─── EXERCISE MATERIALS

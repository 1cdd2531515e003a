use exam_core::model::{AttemptId, Generation};

use crate::grading::GradingRequest;

#[derive(Debug, Clone, Copy, PartialEq, Eq)]
pub enum RequestKind {
    Upload,
    Grading,
}

/// Handle for the single outstanding collaborator call of a session.
///
/// A completion is only applied when its ticket still matches the session's
/// generation and outstanding request.
#[derive(Debug, Clone, Copy, PartialEq, Eq)]
pub struct RequestTicket {
    generation: Generation,
    kind: RequestKind,
}

impl RequestTicket {
    pub(crate) fn new(generation: Generation, kind: RequestKind) -> Self {
        Self { generation, kind }
    }

    #[must_use]
    pub fn generation(&self) -> Generation {
        self.generation
    }

    #[must_use]
    pub fn kind(&self) -> RequestKind {
        self.kind
    }
}

/// A grading request together with the ticket to complete it with.
#[derive(Debug, Clone, PartialEq)]
pub struct GradingTicket {
    ticket: RequestTicket,
    attempt: AttemptId,
    request: GradingRequest,
}

impl GradingTicket {
    pub(crate) fn new(ticket: RequestTicket, attempt: AttemptId, request: GradingRequest) -> Self {
        Self {
            ticket,
            attempt,
            request,
        }
    }

    #[must_use]
    pub fn ticket(&self) -> RequestTicket {
        self.ticket
    }

    #[must_use]
    pub fn attempt(&self) -> AttemptId {
        self.attempt
    }

    #[must_use]
    pub fn request(&self) -> &GradingRequest {
        &self.request
    }
}
mod http;
mod name;
mod protocol;

pub use http::{DocumentParser, HttpDocumentParser};
pub use name::{DocumentName, DocumentUpload};
pub use protocol::{DocumentStats, ParseResponse, ParsedDocument};
use exam_core::model::{CanonicalAnswer, OptionId, Question};

use crate::exam::{ExamPhase, GradingTicket};

/// Discrete user commands fed into the session.
#[derive(Debug, Clone, PartialEq)]
pub enum ExamCommand {
    Start(Vec<Question>),
    /// Start with the questions of the loaded document.
    StartLoaded,
    Select(OptionId),
    Submit,
    Advance,
    ShowDetails,
    BackToResults,
    RetryGrading,
    Restart,
}

/// What the caller should do or show after a command.
#[derive(Debug, Clone, PartialEq)]
pub enum ExamEffect {
    QuestionShown { index: usize },
    AnswerRecorded(AnswerFeedback),
    /// Send this snapshot to the grader and complete the ticket with the outcome.
    RequestGrading(GradingTicket),
    ResultsReady,
    ViewChanged(ExamPhase),
    Reset,
}

/// Immediate, advisory feedback after submitting an answer.
///
/// The grader's verdict is authoritative; this only drives the in-exam display.
#[derive(Debug, Clone, PartialEq)]
pub struct AnswerFeedback {
    pub index: usize,
    pub answer: CanonicalAnswer,
    pub is_correct: bool,
    pub correct_answer: CanonicalAnswer,
    pub explanation: Option<String>,
    pub running_score: f64,
    pub is_last: bool,
}
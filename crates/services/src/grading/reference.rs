use async_trait::async_trait;

use exam_core::model::{JUDGE_FALSE_LABEL, JudgeAnswer, QuestionDraft, QuestionKind};

use crate::error::GradingError;
use crate::grading::{GradedQuestion, Grader, GradingRequest, GradingResponse};

/// In-process grader applying the backend's scoring rules.
///
/// - judge answers are normalized to the canonical labels; an unrecognized
///   correct answer counts as false
/// - multiple-choice answers are compared with their letters sorted
/// - a correct answer earns the full score, anything else earns zero
/// - accuracy is `correct / total * 100`, or 0 for an empty set
#[derive(Clone, Copy, Debug, Default)]
pub struct ReferenceGrader;

impl ReferenceGrader {
    #[must_use]
    pub fn new() -> Self {
        Self
    }

    #[must_use]
    pub fn grade_request(&self, request: &GradingRequest) -> GradingResponse {
        let results: Vec<GradedQuestion> = request
            .questions
            .iter()
            .enumerate()
            .map(|(index, question)| {
                let user_answer = request
                    .user_answers
                    .get(index)
                    .map(String::as_str)
                    .unwrap_or_default();
                grade_question(question, user_answer)
            })
            .collect();

        let total_score: f64 = results.iter().map(|r| r.score).sum();
        let max_score: f64 = request.questions.iter().map(|q| q.max_score).sum();
        let correct_count = results.iter().filter(|r| r.is_correct).count();
        let total_questions = request.questions.len();
        let accuracy_rate = if total_questions == 0 {
            0.0
        } else {
            correct_count as f64 / total_questions as f64 * 100.0
        };

        GradingResponse {
            success: true,
            results,
            total_score,
            max_score,
            correct_count,
            total_questions,
            accuracy_rate,
            error: None,
        }
    }
}

fn grade_question(question: &QuestionDraft, user_answer: &str) -> GradedQuestion {
    let kind = question.kind.parse::<QuestionKind>().ok();
    let (user_answer, correct_answer) = match kind {
        Some(QuestionKind::Judge) => {
            let correct = match JudgeAnswer::parse(&question.correct_answer) {
                Some(JudgeAnswer::True) => JudgeAnswer::True.label(),
                _ => JUDGE_FALSE_LABEL,
            };
            let user = JudgeAnswer::parse(user_answer)
                .map_or_else(|| user_answer.to_owned(), |judge| judge.label().to_owned());
            (user, correct.to_owned())
        }
        Some(QuestionKind::Multiple) => (
            sorted_letters(user_answer),
            sorted_letters(&question.correct_answer),
        ),
        _ => (user_answer.to_owned(), question.correct_answer.clone()),
    };

    let is_correct = user_answer == correct_answer;
    GradedQuestion {
        question_id: question.id,
        user_answer,
        correct_answer,
        is_correct,
        score: if is_correct { question.max_score } else { 0.0 },
        max_score: question.max_score,
        explanation: question.explanation.clone(),
    }
}

fn sorted_letters(raw: &str) -> String {
    let mut chars: Vec<char> = raw.chars().collect();
    chars.sort_unstable();
    chars.into_iter().collect()
}

#[async_trait]
impl Grader for ReferenceGrader {
    async fn grade(&self, request: &GradingRequest) -> Result<GradingResponse, GradingError> {
        Ok(self.grade_request(request))
    }
}

#[cfg(test)]
mod tests {
    use super::*;

    fn draft(id: u64, kind: &str, answer: &str, score: f64) -> QuestionDraft {
        QuestionDraft {
            id,
            kind: kind.into(),
            prompt: format!("{id}."),
            options: vec!["A. a".into(), "B. b".into(), "C. c".into()],
            correct_answer: answer.into(),
            max_score: score,
            explanation: String::new(),
        }
    }

    #[test]
    fn grades_each_kind() {
        let request = GradingRequest {
            questions: vec![
                draft(1, "single", "A", 10.0),
                draft(2, "multiple", "CA", 20.0),
                draft(3, "judge", "对", 5.0),
            ],
            user_answers: vec!["A".into(), "AC".into(), "true".into()],
        };
        let response = ReferenceGrader::new().grade_request(&request);
        assert!(response.success);
        assert_eq!(response.correct_count, 3);
        assert_eq!(response.total_score, 35.0);
        assert_eq!(response.accuracy_rate, 100.0);
        assert_eq!(response.results[1].correct_answer, "AC");
        assert_eq!(response.results[2].user_answer, "正确");
    }

    #[test]
    fn unanswered_scores_zero() {
        let request = GradingRequest {
            questions: vec![draft(1, "single", "A", 10.0), draft(2, "single", "B", 10.0)],
            user_answers: vec!["A".into()],
        };
        let response = ReferenceGrader::new().grade_request(&request);
        assert_eq!(response.correct_count, 1);
        assert_eq!(response.results[1].user_answer, "");
        assert_eq!(response.results[1].score, 0.0);
        assert_eq!(response.accuracy_rate, 50.0);
        assert_eq!(response.max_score, 20.0);
    }

    #[test]
    fn unrecognized_judge_answer_counts_as_false() {
        let request = GradingRequest {
            questions: vec![draft(1, "judge", "maybe", 5.0)],
            user_answers: vec!["错".into()],
        };
        let response = ReferenceGrader::new().grade_request(&request);
        assert!(response.results[0].is_correct);
    }

    #[test]
    fn empty_request_has_zero_accuracy() {
        let request = GradingRequest {
            questions: Vec::new(),
            user_answers: Vec::new(),
        };
        let response = ReferenceGrader::new().grade_request(&request);
        assert_eq!(response.accuracy_rate, 0.0);
        assert!(response.results.is_empty());
    }
}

──────

* _ASSIGNMENT_: Give only a number, namely how many lines in the entries above hold the word "RequestTicket".

* _SOLVED EXERCISE_: 5